In our view, investors will be watching closely how Warsh characterizes inflation in his press conference (i.e., temporary supply shock or broadening impulse), whether he offers any forward rate guidance at all, how he addresses the committee's divisions, any language on Fed independence, and whether he introduces his longer-term thesis that AI-driven productivity could justify lower rates. His framing this week will likely set the committee's reaction function for the rest of the year. However, we believe the current data has boxed him in for now, and the room for a dovish surprise is pretty narrow, at least for his first meeting.
Of course, a dovish surprise is always possible, even if the probability is low.
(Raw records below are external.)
use anyhow::{anyhow, bail, ensure, Context, Result};
use rand::seq::SliceRandom;
use rand::SeedableRng;
use rand_chacha::ChaCha8Rng;
use serde::Deserialize;
use std::fs::{self, File};
use std::io::BufReader;
use std::path::{Path, PathBuf};

use crate::Token;

/// One step of a CLEVR functional program.
#[derive(Debug, Clone, Deserialize, PartialEq)]
pub struct ProgramStep {
    pub function: String,
    #[serde(default)]
    pub inputs: Vec<usize>,
    #[serde(default)]
    pub value_inputs: Vec<String>,
}

/// A question as stored in `CLEVR_<split>_questions.json`.
#[derive(Debug, Clone, Deserialize, PartialEq)]
pub struct RawQuestion {
    pub question: String,
    // the test split ships without answers
    #[serde(default)]
    pub answer: Option<String>,
    pub image_filename: String,
    #[serde(default)]
    pub image_index: Option<u64>,
    #[serde(default)]
    pub question_index: Option<u64>,
    #[serde(default)]
    pub split: Option<String>,
    #[serde(default)]
    pub program: Vec<ProgramStep>,
}

impl RawQuestion {
    /// Outermost function of the program, i.e. the last step applied.
    pub fn question_type(&self) -> Option<&str> {
        self.program.last().map(|s| s.function.as_str())
    }
}

#[derive(Debug, Deserialize)]
struct QuestionFile {
    questions: Vec<RawQuestion>,
}

/// Byte-level token sequences of a single sample.
#[derive(Debug, Clone, PartialEq, Eq)]
pub struct SampleParts {
    pub question: Vec<Token>,
    pub image: Vec<Token>,
    pub answer: Vec<Token>,
}

/// Random access to samples, as needed by the generation loop.
pub trait QaDataset {
    fn sample_with_parts(&self, index: usize) -> Result<SampleParts>;
    fn sample_raw(&self, index: usize) -> Result<&RawQuestion>;
}

pub const SPLITS: [&str; 3] = ["train", "val", "test"];

#[derive(Debug)]
pub struct ClevrDataset {
    questions: Vec<RawQuestion>,
    image_dir: PathBuf,
    seq_len: usize,
}

impl ClevrDataset {
    /// Load the question file of `split` below `clevr_dir`. `seq_len` is the
    /// model context: prompt plus answer must fit into it.
    pub fn open(clevr_dir: &Path, split: &str, seq_len: usize) -> Result<Self> {
        ensure!(
            SPLITS.contains(&split),
            "unknown split {split}, expected one of {SPLITS:?}"
        );
        let q_path = clevr_dir
            .join("questions")
            .join(format!("CLEVR_{split}_questions.json"));
        let file = File::open(&q_path)
            .with_context(|| format!("cannot open {}", q_path.display()))?;
        let parsed: QuestionFile = serde_json::from_reader(BufReader::new(file))
            .with_context(|| format!("malformed question file {}", q_path.display()))?;

        Ok(Self {
            questions: parsed.questions,
            image_dir: clevr_dir.join("images").join(split),
            seq_len,
        })
    }

    pub fn len(&self) -> usize {
        self.questions.len()
    }

    pub fn is_empty(&self) -> bool {
        self.questions.is_empty()
    }

    /// Walk all questions, optionally shuffled. The permutation depends on
    /// `seed` only, never on global state.
    pub fn iter(&self, shuffle: Option<u64>) -> impl Iterator<Item = (usize, &RawQuestion)> + '_ {
        let mut order: Vec<usize> = (0..self.questions.len()).collect();
        if let Some(seed) = shuffle {
            let mut rng = ChaCha8Rng::seed_from_u64(seed);
            order.shuffle(&mut rng);
        }
        order.into_iter().map(move |i| (i, &self.questions[i]))
    }

    fn image_tokens(&self, raw: &RawQuestion) -> Result<Vec<Token>> {
        let path = self.image_dir.join(&raw.image_filename);
        let bytes = fs::read(&path)
            .with_context(|| format!("cannot read image {}", path.display()))?;
        Ok(bytes.into_iter().map(Token::from).collect())
    }
}

fn text_tokens(text: &str) -> Vec<Token> {
    text.bytes().map(Token::from).collect()
}

impl QaDataset for ClevrDataset {
    fn sample_with_parts(&self, index: usize) -> Result<SampleParts> {
        let raw = self.sample_raw(index)?;
        let answer = raw
            .answer
            .as_deref()
            .ok_or_else(|| anyhow!("sample {index} has no answer (unlabelled split?)"))?;

        let parts = SampleParts {
            question: text_tokens(&raw.question),
            image: self.image_tokens(raw)?,
            answer: text_tokens(answer),
        };

        let total = 2 * parts.question.len() + parts.image.len() + parts.answer.len();
        if total > self.seq_len {
            bail!(
                "sample {index} needs {total} tokens (question {}, image {}, answer {}), model context is {}",
                parts.question.len(),
                parts.image.len(),
                parts.answer.len(),
                self.seq_len
            );
        }
        Ok(parts)
    }

    fn sample_raw(&self, index: usize) -> Result<&RawQuestion> {
        self.questions
            .get(index)
            .ok_or_else(|| anyhow!("sample index {index} out of range ({} questions)", self.questions.len()))
    }
}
Warsh could use the presser to signal patience, the dot plot could survive unbothered by Warsh’s personal views, and the statement could land softer than expected. But the weight of evidence points toward a hawkish tone shift by Fed officials this week. The European Central Bank hiked its policy rate for the first time since 2023 last week, with ECB President Lagarde warning that inflation is spreading beyond energy. Thus, the global rate landscape is evolving. The Fed is, by most measures, the last major central bank sitting on its hands. We believe the biggest risk heading into Wednesday is that the rules of the road that investors have grown accustomed to under previous Chairs may start to shift this week. And markets built on 14 years of forward guidance may need to learn to price a little more Fed uncertainty again. That said, this adjustment won't happen overnight. But the process may begin this week.
Bottom line: We believe the Fed will hold rates steady on Wednesday. That's the easy part. The three things that matter to markets this week include changes in statement language (easing bias likely dropped), the fate of the dot plot (de-emphasis likely), and Warsh's debut press conference, where he sets the tone for how this Fed communicates going forward. Notably, we see the committee moving toward a slightly more hawkish posture, even with the fed funds target range left unchanged. Importantly, investors should expect some changes in the Fed’s playbook and communication cadence over time as Fed Chair Warsh assumes the leadership role.
The week ahead:
- May retail sales on Wednesday will be the week's main economic release, offering the latest read on consumer spending amid elevated energy prices and softening sentiment.
- The G7 heads of state, including President Trump, will meet this week, with Iran negotiations and trade policy expected to be key agenda items.